• [ACTIVITY]: Print the records again, character for character.

──────── WORKING DATA

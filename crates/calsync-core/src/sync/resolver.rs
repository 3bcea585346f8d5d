//! Foreign-id to schedule-record identity resolution.

use tracing::warn;

use crate::error::Result;
use crate::integrations::{Filter, PropertyValue, Query, RecordStore};
use crate::sync::projector::FieldProjector;
use crate::sync::types::ScheduleRecord;

/// Finds the local record mirroring a foreign event.
///
/// Archived rows never match. When several live rows share a foreign id the
/// first one returned by the store wins and the rest are logged.
pub struct IdentityResolver<'a> {
    store: &'a dyn RecordStore,
    database_id: &'a str,
    projector: &'a FieldProjector,
}

impl<'a> IdentityResolver<'a> {
    pub fn new(store: &'a dyn RecordStore, database_id: &'a str, projector: &'a FieldProjector) -> Self {
        Self {
            store,
            database_id,
            projector,
        }
    }

    pub fn resolve(&self, foreign_id: &str) -> Result<Option<ScheduleRecord>> {
        if foreign_id.trim().is_empty() {
            return Ok(None);
        }
        let property = &self.projector.fields().foreign_id;
        let query = Query::new().filter(Filter::equals(
            property,
            PropertyValue::RichText(foreign_id.to_string()),
        ));

        let mut live = self
            .store
            .query(self.database_id, &query)?
            .into_iter()
            .filter(|r| !r.archived);

        let Some(first) = live.next() else {
            return Ok(None);
        };
        let extra: Vec<String> = live.map(|r| r.id).collect();
        if !extra.is_empty() {
            warn!(
                foreign_id,
                kept = %first.id,
                duplicates = ?extra,
                "multiple live records share a foreign id"
            );
        }
        Ok(Some(self.projector.record_from_stored(&first)))
    }
}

────────────────

• [COMPLETED EXERCISE]:
filename crates/calsync-core/src/sync/resolver.rs
repository 3bcea585346f8d5d
//! Foreign-id to schedule-record identity resolution.

use tracing::warn;

use crate::error::Result;
use crate::integrations::{Filter, PropertyValue, Query, RecordStore};
use crate::sync::projector::FieldProjector;
use crate::sync::types::ScheduleRecord;

/// Finds the local record mirroring a foreign event.
///
/// Archived rows never match. When several live rows share a foreign id the
/// first one returned by the store wins and the rest are logged.
pub struct IdentityResolver<'a> {
    store: &'a dyn RecordStore,
    database_id: &'a str,
    projector: &'a FieldProjector,
}

impl<'a> IdentityResolver<'a> {
    pub fn new(store: &'a dyn RecordStore, database_id: &'a str, projector: &'a FieldProjector) -> Self {
        Self {
            store,
            database_id,
            projector,
        }
    }

    pub fn resolve(&self, foreign_id: &str) -> Result<Option<ScheduleRecord>> {
        if foreign_id.trim().is_empty() {
            return Ok(None);
        }
        let property = &self.projector.fields().foreign_id;
        let query = Query::new().filter(Filter::equals(
            property,
            PropertyValue::RichText(foreign_id.to_string()),
        ));

        let mut live = self
            .store
            .query(self.database_id, &query)?
            .into_iter()
            .filter(|r| !r.archived);

        let Some(first) = live.next() else {
            return Ok(None);
        };
        let extra: Vec<String> = live.map(|r| r.id).collect();
        if !extra.is_empty() {
            warn!(
                foreign_id,
                kept = %first.id,
                duplicates = ?extra,
                "multiple live records share a foreign id"
            );
        }
        Ok(Some(self.projector.record_from_stored(&first)))
    }
}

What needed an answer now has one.